Fed.R.Civ.P. 26(b)(5) (emphasis added).

Defendant, as the party asserting objections based on work product immunity and attorney-client privilege, bears the burden of establishing that either or both apply. Defendant must make a "clear showing" that the asserted objection applies. To carry that burden, Defendant must "describe in detail" the documents or information sought to be protected and provide "precise reasons" for the objection to discovery. In addition, Defendant must provide sufficient information to enable the court to determine whether each element of the asserted objection is satisfied. A "blanket claim" as to the applicability of the privilege/work product protection does not satisfy the burden of proof. Defendant's failure to meet this burden when the trial court is asked to rule upon the existence of the privilege is not excused because the document is later shown to be one that would have been privileged if a timely showing had been made.

McCoo v. Denny's, Inc., 192 F.R.D. 675, 680 (D. Kan. 2000) (citing Boyer v. Bd. of County Comm'rs, 162 F.R.D. 687, 688 (D. Kan 1995)).

Ali v. Douglas Cable Comm., Ltd. Partnership, 890 F. Supp. 993, 944 (D. Kan. 1995).

McCoo, 192 F.R.D. at 680 (citing Nat'l Union Fire Ins. Co. v. Midland Bancor, Inc., 159 F.R.D. 562, 567 (D. Kan. 1994)).

Id. (citing Jones v. Boeing Co., 163 F.R.D. 15, 17 (D. Kan. 1995)).

Id. (citmg Kelling v. Bridgestone/Firestone, Inc., 157 F.R.D. 496, 497 (D. Kan. 1994)).

Peat, Marwick, Mitchell Co. v. West, 748 F.2d 540, 542 (10th Cir. 1984).

Applying these standards, the Court finds Defendant's privilege log deficient. First and foremost, the log fails to identify the specific privilege/protection being asserted. It is not feasible to determine whether each element of an asserted privilege or protection is satisfied for an individual document when the privilege itself is not identified on a document-by-document basis. For this reason alone, the log is inadequate. But even if Defendant had not omitted this crucial information, the Court still would find the log deficient on grounds that the descriptions fail to include the information necessary to determine whether the elements of either the attorney-client privilege or the work product protection have been met.

1. Attorney-Client Privilege

Rule 26(b)(5) requires Defendant to describe documents not produced in manner that, without revealing information itself privileged or protected, will enable Plaintiff to assess the applicability of the privilege or protection. In other words, Defendant must provide sufficient information to enable Plaintiff to determine whether each element of the asserted objection is satisfied. Thus, with respect to Defendant's umbrella claim of protection based on the attorney-client privilege, the description of the documents within the privilege log must establish each of the following elements: (1) where legal advice is sought (2) from a professional legal advisor in his capacity as such, (3) the communications made in the course of that relationship (4) made in confidence (5) by the client (6) are permanently protected (7) from disclosures by the client, the legal advisor, or any other witness (8) unless the privilege is waived.

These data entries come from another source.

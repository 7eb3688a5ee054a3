use dioxus::prelude::*;

use crate::core::routes::page_path;

/// Scroll the window back to the top whenever `path` lands on another page.
/// Fragment and query changes on the same page keep the scroll position.
#[component]
pub fn ScrollToTop(path: String) -> Element {
    let page = page_path(&path).to_string();

    use_effect(use_reactive((&page,), |(page,)| {
        tracing::debug!(%page, "page changed, scrolling to top");
        document::eval("window.scrollTo(0, 0);");
    }));

    rsx! {}
}
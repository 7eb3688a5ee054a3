use dioxus::prelude::*;

use crate::components::app_root::use_translator;
use crate::components::ViewLink;
use crate::core::routes::AppView;
use crate::i18n::MessageKey;

#[component]
pub fn PageNotFound(segments: Vec<String>) -> Element {
    let t = use_translator();
    tracing::debug!(path = %format!("/{}", segments.join("/")), "no view for path");

    rsx! {
        div { class: "page page-not-found",
            h1 { {t.text(MessageKey::NotFoundTitle)} }
            p { {t.text(MessageKey::NotFoundBody)} }
            ViewLink { view: AppView::Home, class: "button button--ghost",
                {t.text(MessageKey::NotFoundHome)}
            }
        }
    }
}
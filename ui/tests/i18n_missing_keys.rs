use std::collections::{BTreeSet, HashSet};

/// Translation parity test.
/// Ensures every locale defines exactly the same message ids as the default
/// locale (`sv`), with no id defined twice.
///
/// This is a lightweight parser:
/// - Ignores comment lines starting with `#`
/// - Treats any line of the form `key =` or `key=` as a message definition
/// - Skips blank / attribute / continuation lines
/// - Does not attempt to parse multi-line pattern bodies (only keys)
///
/// If you add a new locale:
/// 1. Create `ui/i18n/<code>/liahub-ui.ftl`
/// 2. Copy all keys from `sv/liahub-ui.ftl`
/// 3. Register the file below and in `Locale::ALL`
#[test]
fn all_locales_define_the_same_keys() {
    const SV: &str = include_str!("../i18n/sv/liahub-ui.ftl");
    const EN: &str = include_str!("../i18n/en/liahub-ui.ftl");

    let default_keys = extract_keys(SV);
    assert!(!default_keys.is_empty(), "Default locale (sv) contains no keys.");
    assert_no_dup_keys(SV, "sv");

    let locales: &[(&str, &str)] = &[
        ("en", EN),
        // Add new locales here.
    ];

    let mut failures = Vec::new();

    for (locale, src) in locales {
        assert_no_dup_keys(src, locale);
        let keys = extract_keys(src);

        let missing: BTreeSet<&String> = default_keys.difference(&keys).collect();
        if !missing.is_empty() {
            failures.push(format!(
                "Locale {locale} is missing {} key(s):\n  {}",
                missing.len(),
                missing.into_iter().cloned().collect::<Vec<_>>().join("\n  ")
            ));
        }

        let extra: BTreeSet<&String> = keys.difference(&default_keys).collect();
        if !extra.is_empty() {
            failures.push(format!(
                "Locale {locale} defines {} key(s) unknown to sv:\n  {}",
                extra.len(),
                extra.into_iter().cloned().collect::<Vec<_>>().join("\n  ")
            ));
        }
    }

    if !failures.is_empty() {
        panic!(
            "Translation parity check failed:\n\n{}\n\nHint: keep ids identical across locales, then translate.",
            failures.join("\n\n")
        );
    }
}

#[test]
fn placeholders_match_across_locales() {
    const SV: &str = include_str!("../i18n/sv/liahub-ui.ftl");
    const EN: &str = include_str!("../i18n/en/liahub-ui.ftl");

    for key in ["how-step-counter", "footer-copyright"] {
        assert_eq!(
            placeholders(SV, key),
            placeholders(EN, key),
            "placeholder mismatch for {key}"
        );
    }
}

/// Extract message keys from a Fluent file (simple heuristic).
fn extract_keys(src: &str) -> HashSet<String> {
    let mut keys = HashSet::new();

    for line in src.lines() {
        if let Some(key) = key_of(line) {
            keys.insert(key.to_string());
        }
    }

    keys
}

fn key_of(line: &str) -> Option<&str> {
    let line = line.trim();
    if line.is_empty() || line.starts_with('#') || line.starts_with('.') {
        return None;
    }
    let eq_pos = line.find('=')?;
    let key = line[..eq_pos].trim();
    let plausible = !key.is_empty()
        && !key.contains(' ')
        && !key.contains('\t')
        && !key.starts_with('[')
        && !key.starts_with('@');
    plausible.then_some(key)
}

/// `$variables` used in the value of `key`.
fn placeholders(src: &str, key: &str) -> BTreeSet<String> {
    src.lines()
        .find(|line| key_of(line) == Some(key))
        .map(|line| {
            line.split('$')
                .skip(1)
                .map(|rest| {
                    rest.chars()
                        .take_while(|c| c.is_ascii_alphanumeric() || *c == '-' || *c == '_')
                        .collect()
                })
                .collect()
        })
        .unwrap_or_default()
}

/// Assert no duplicate key definitions in a single FTL file (rudimentary).
fn assert_no_dup_keys(src: &str, locale: &str) {
    let mut seen = HashSet::new();
    let mut dups = BTreeSet::new();

    for raw in src.lines() {
        if let Some(key) = key_of(raw) {
            if !seen.insert(key.to_string()) {
                dups.insert(format!("{key}  (line: \"{raw}\")"));
            }
        }
    }

    if !dups.is_empty() {
        panic!(
            "Duplicate key definitions in {locale}:\n  {}",
            dups.into_iter().collect::<Vec<_>>().join("\n  ")
        );
    }
}
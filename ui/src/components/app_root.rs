use dioxus::prelude::*;

use crate::core::preferences::{use_preferences, use_preferences_provider};
use crate::i18n::{SharedCatalog, Translator};

// Shared theme: colour tokens for both modes plus all section styling.
const THEME_CSS: Asset = asset!("/assets/theme/main.css");

/// Root of every page tree.
///
/// Builds the content catalog once, creates the preferences store and
/// provides both through context. The wrapper carries `data-theme` so the
/// dark token block in the theme applies to everything below it.
#[component]
pub fn AppRoot(children: Element) -> Element {
    let catalog = use_hook(SharedCatalog::load_or_empty);
    use_context_provider(|| catalog.clone());

    let prefs = use_preferences_provider();
    let theme = prefs.theme();
    let locale = prefs.locale();

    tracing::debug!(locale = locale.code(), theme = theme.as_str(), "app root render");

    rsx! {
        document::Link { rel: "stylesheet", href: THEME_CSS }
        div {
            class: "app",
            "data-theme": theme.as_str(),
            lang: locale.code(),
            {children}
        }
    }
}

/// Translator for the active locale. Subscribes the caller to locale changes.
pub fn use_translator() -> Translator {
    let catalog = use_context::<SharedCatalog>();
    let prefs = use_preferences();
    Translator::new(catalog, prefs.locale())
}
use dioxus::prelude::*;

use crate::components::app_root::use_translator;
use crate::components::ViewLink;
use crate::core::routes::AppView;
use crate::demo::DemoForm;
use crate::i18n::MessageKey;

#[component]
pub fn RequestDemo() -> Element {
    let t = use_translator();

    rsx! {
        div { class: "page page-demo",
            header { class: "section__header",
                h1 { class: "section__title", {t.text(MessageKey::DemoTitle)} }
                p { class: "section__subtitle", {t.text(MessageKey::DemoSubtitle)} }
            }
            DemoForm {}
            p { class: "page-demo__learn-more",
                ViewLink { view: AppView::WhatIsLia, class: "page-demo__link",
                    {t.text(MessageKey::DemoLearnMore)}
                }
            }
        }
    }
}
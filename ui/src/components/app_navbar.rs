use dioxus::prelude::*;
use once_cell::sync::OnceCell;

use crate::components::app_root::use_translator;
use crate::components::icon::{Icon, IconGlyph};
use crate::core::preferences::use_preferences;
use crate::core::routes::AppView;
use crate::i18n::MessageKey;

// Navbar stylesheet (inlined as well in release native builds)
const NAVBAR_CSS: Asset = asset!("/assets/styling/navbar.css");
const NAVBAR_CSS_INLINE: &str = include_str!(concat!(
    env!("CARGO_MANIFEST_DIR"),
    "/assets/styling/navbar.css"
));

/// How a platform builds a link to one of the named views.
///
/// `ui` does not know the platform's `Route` enum, so the platform registers a
/// builder before rendering the root:
///
/// ```ignore
/// fn view_link(view: AppView, class: String, children: Element) -> Element {
///     rsx!(Link { class, to: Route::from(view), {children} })
/// }
///
/// register_nav(NavBuilder { link: view_link });
/// ```
///
/// Without a registered builder [`ViewLink`] renders a plain anchor to
/// [`AppView::path`], which is enough for server rendering and tests.
pub struct NavBuilder {
    pub link: fn(view: AppView, class: String, children: Element) -> Element,
}

static NAV_BUILDER: OnceCell<NavBuilder> = OnceCell::new();

pub fn register_nav(builder: NavBuilder) {
    if NAV_BUILDER.set(builder).is_err() {
        tracing::debug!("navigation builder already registered");
    }
}

/// Link to a named view through the registered [`NavBuilder`].
#[component]
pub fn ViewLink(
    view: AppView,
    #[props(default = "navbar__link".to_string())] class: String,
    children: Element,
) -> Element {
    match NAV_BUILDER.get() {
        Some(builder) => (builder.link)(view, class, children),
        None => rsx! {
            a { class: "{class}", href: view.path(), {children} }
        },
    }
}

#[component]
pub fn AppNavbar() -> Element {
    let t = use_translator();
    let mut prefs = use_preferences();
    let mut menu_open = use_signal(|| false);

    let theme = prefs.theme();
    let (theme_icon, theme_label) = if theme.is_dark() {
        (Icon::Sun, t.text(MessageKey::NavThemeToLight))
    } else {
        (Icon::Moon, t.text(MessageKey::NavThemeToDark))
    };
    let links_class = if menu_open() {
        "navbar__links navbar__links--open"
    } else {
        "navbar__links"
    };

    rsx! {
        document::Link { rel: "stylesheet", href: NAVBAR_CSS }
        if cfg!(all(not(debug_assertions), not(target_arch = "wasm32"))) {
            document::Style { "{NAVBAR_CSS_INLINE}" }
        }

        header { id: "navbar", class: "navbar",
            div { class: "navbar__inner",
                ViewLink { view: AppView::Home, class: "navbar__brand",
                    span { class: "navbar__brand-mark", {t.text(MessageKey::BrandName)} }
                    span { class: "navbar__brand-subtitle", {t.text(MessageKey::BrandTagline)} }
                }

                button {
                    r#type: "button",
                    class: "navbar__menu-toggle",
                    aria_expanded: "{menu_open()}",
                    onclick: move |_| menu_open.toggle(),
                    IconGlyph { icon: Icon::ChevronDown }
                }

                nav { class: "{links_class}", onclick: move |_| menu_open.set(false),
                    for view in AppView::ALL {
                        ViewLink { key: "{view.path()}", view,
                            {t.text(view.nav_label_key())}
                        }
                    }
                }

                div { class: "navbar__controls",
                    button {
                        r#type: "button",
                        class: "navbar__locale",
                        lang: prefs.locale().toggled().code(),
                        title: t.text(MessageKey::NavLanguageSwitchLabel),
                        aria_label: t.text(MessageKey::NavLanguageSwitchLabel),
                        onclick: move |_| prefs.toggle_locale(),
                        IconGlyph { icon: Icon::Globe }
                        span { {t.text(MessageKey::NavLanguageSwitch)} }
                    }
                    button {
                        r#type: "button",
                        class: "navbar__theme",
                        title: "{theme_label}",
                        aria_label: "{theme_label}",
                        onclick: move |_| prefs.toggle_theme(),
                        IconGlyph { icon: theme_icon }
                    }
                }
            }
        }
    }
}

Jones v. Boeing Co., 163 F.R.D. 15, 17 (D. Kan. 1995).

Cypress Media, Inc. v. City of Overland Park, 268 Kan. 407, 418, 997 P.2d 681, 689 (2000) (quoting State v. Maxwell, 10 Kan. App. 2d 62, 63, 691 P.2d 1316, 1319 (1984)); see, also, K.S.A. 60-426 (1994).

Defendant's primary argument in support of attorney-client privilege protection is that because attorney Miles Mustain represented Defendant in the underlying worker's compensation claim, any document description that refers to Mr. Mustain automatically protects that document from disclosure by the attorney-client privilege. The Court rejects this argument. "Not every communication between an attorney and client is privileged, only confidential communications which involve the requesting or giving of legal advice." "The focal point of the protection afforded by the attorney-client privilege lies with `communications' between attorneys and their clients." And, although the privilege protects disclosure of substantive communication between attorney and client, "it does not protect disclosure of the underlying facts by those who communicated with the attorney."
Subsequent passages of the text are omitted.